Feilberg's contribution to the history of colonial Queensland included editorials written for the Brisbane Courier from 1874 to 1878 and later in the Cooktown Courier during January to March 1877, and two newspaper campaigns strongly critical of Queensland's frontier indigenous policies. The first of these campaigns was conducted in the independent liberal journal the Queensland Patriot prior to the police estimates for 1879 being tabled in the Legislative Assembly. The move was daring but ultimately unsuccessful although it triggered a parliamentary debate on 10 July 1878. Yet the blue-print for this small campaign was then reused, commissioned by the managing editor of the Brisbane Newspaper Company, Gresley Lukin (1840–1916), on a much larger scale in the leading Queensland journal the Brisbane Courier (now The Courier-Mail) two years later. In the nine months from during March to December 1880 Feilberg utilised its weekly, the Queenslander, as a platform to launch a series of powerfully worded editorials and articles demanding a Royal Commission and a change of policy. Yet again unsuccessful, he nonetheless managed to trigger two large parliamentary debates and the biggest public debate of its kind ever conducted by an Australian newspaper, on this subject.

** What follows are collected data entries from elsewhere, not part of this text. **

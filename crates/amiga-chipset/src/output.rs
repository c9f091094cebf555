//! Output assembler: turns per-slot output into runs for a [`ScanTarget`].
//!
//! Each slot contributes four pixel clocks of one class. Consecutive slots
//! of the same class are merged and handed to the sink in one call when the
//! class changes, the pixel buffer fills, or the line ends.

use emu_core::ScanTarget;

/// Pixel clocks per colour clock.
pub const PIXELS_PER_SLOT: usize = 4;

/// Staging buffer for pixel runs, in pixel clocks.
const PIXEL_BUFFER_LEN: usize = 256;

/// What the video signal is doing during one slot, before the picture area
/// is resolved into border or pixels.
#[derive(Debug, Clone, Copy, PartialEq, Eq)]
pub enum SignalRegion {
    Sync,
    Blank,
    ColourBurst,
    Picture,
}

/// Vertical sync lines.
const VSYNC_LINES: std::ops::Range<u16> = 2..5;

/// Classify a slot by its beam position.
#[must_use]
pub fn signal_region(line: u16, cycle: u16, vertical_blank_height: u16) -> SignalRegion {
    let horizontal = match cycle {
        15..18 => SignalRegion::Blank,
        18..35 => SignalRegion::Sync,
        35..38 => SignalRegion::Blank,
        38..47 => SignalRegion::ColourBurst,
        47..53 => SignalRegion::Blank,
        _ => SignalRegion::Picture,
    };
    if VSYNC_LINES.contains(&line) {
        // Serration: the hsync gap is the only non-sync part of the line.
        return if horizontal == SignalRegion::Sync {
            SignalRegion::Blank
        } else {
            SignalRegion::Sync
        };
    }
    if line < vertical_blank_height && horizontal == SignalRegion::Picture {
        return SignalRegion::Blank;
    }
    horizontal
}

/// The output of one slot.
#[derive(Debug, Clone, Copy, PartialEq, Eq)]
pub enum SlotOutput {
    Sync,
    Blank,
    ColourBurst,
    /// Flat COLOR00.
    Border(u16),
    Pixels([u16; PIXELS_PER_SLOT]),
}

#[derive(Debug, Clone, Copy, PartialEq, Eq)]
enum RunClass {
    Sync,
    Blank,
    ColourBurst,
    Level(u16),
    Data,
}

impl RunClass {
    fn of(output: &SlotOutput) -> Self {
        match output {
            SlotOutput::Sync => Self::Sync,
            SlotOutput::Blank => Self::Blank,
            SlotOutput::ColourBurst => Self::ColourBurst,
            SlotOutput::Border(colour) => Self::Level(*colour),
            SlotOutput::Pixels(_) => Self::Data,
        }
    }
}

pub struct OutputAssembler {
    class: Option<RunClass>,
    /// Length of the open run in pixel clocks.
    length: usize,
    pixels: Vec<u16>,
}

impl OutputAssembler {
    #[must_use]
    pub fn new() -> Self {
        Self {
            class: None,
            length: 0,
            pixels: Vec::with_capacity(PIXEL_BUFFER_LEN),
        }
    }

    /// Add one slot's output.
    pub fn push(&mut self, output: SlotOutput, target: Option<&mut (dyn ScanTarget + 'static)>) {
        let class = RunClass::of(&output);
        let mut target = target;
        let full = class == RunClass::Data && self.pixels.len() + PIXELS_PER_SLOT > PIXEL_BUFFER_LEN;
        if self.class != Some(class) || full {
            self.flush(target.as_deref_mut());
            self.class = Some(class);
        }
        if let SlotOutput::Pixels(pixels) = output {
            self.pixels.extend_from_slice(&pixels);
        }
        self.length += PIXELS_PER_SLOT;
    }

    /// Close the open run. Runs never span lines.
    pub fn end_line(&mut self, target: Option<&mut (dyn ScanTarget + 'static)>) {
        self.flush(target);
    }

    /// Close the open run and tell the sink the field is done.
    pub fn end_frame(&mut self, target: Option<&mut (dyn ScanTarget + 'static)>) {
        let mut target = target;
        self.flush(target.as_deref_mut());
        if let Some(target) = target {
            target.frame_complete();
        }
    }

    fn flush(&mut self, target: Option<&mut (dyn ScanTarget + 'static)>) {
        let Some(class) = self.class.take() else {
            return;
        };
        debug_assert!(self.length > 0);
        if let Some(target) = target {
            match class {
                RunClass::Sync => target.output_sync(self.length),
                RunClass::Blank => target.output_blank(self.length),
                RunClass::ColourBurst => target.output_colour_burst(self.length),
                RunClass::Level(colour) => target.output_level(self.length, colour),
                RunClass::Data => target.output_data(&self.pixels),
            }
        }
        self.length = 0;
        self.pixels.clear();
    }
}

impl Default for OutputAssembler {
    fn default() -> Self {
        Self::new()
    }
}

It was parts of the latter debate which were reissued as a pamphlet in December 1880.

Feilberg outlined some of his deeper feelings in an editorial printed in the Queenslander on 19 January 1878, saying amongst other things that the

...complacent blindness which induces the natives of Europe to regard their own customs and institutions as excellent above compare, and their adoption as a certain remedy and advantageous substitute for all other manners of living, even to the most simple and Arcadian, has served as excuse for enormities at the contemplation of which humanity revolts...[24]

His opening lines to the campaign of the Queenslander on 1 May 1880, in his best known and most frequently cited editorial headed The Way We Civilise, it famously outlined Queensland's policy towards Aboriginal people in the following manner:

This, in plain language, is how we deal with the aborigines: On occupying new territory the aboriginal inhabitants are treated exactly in the same way as the wild beasts or birds the settlers may find there. Their lives and their property, the nets, canoes, and weapons which represent as much labour to them as the stock and buildings of the white settler, are held by the Europeans as being at their absolute disposal. Their goods are taken, their children forcibly stolen, their women carried away, entirely at the caprice of the white men. The least show of resistance is answered by a rifle bullet; in fact, the first introduction between blacks and whites is often marked by the unprovoked murder of some of the former – in order to make a commencement of the work of ‘civilising’ them.[25]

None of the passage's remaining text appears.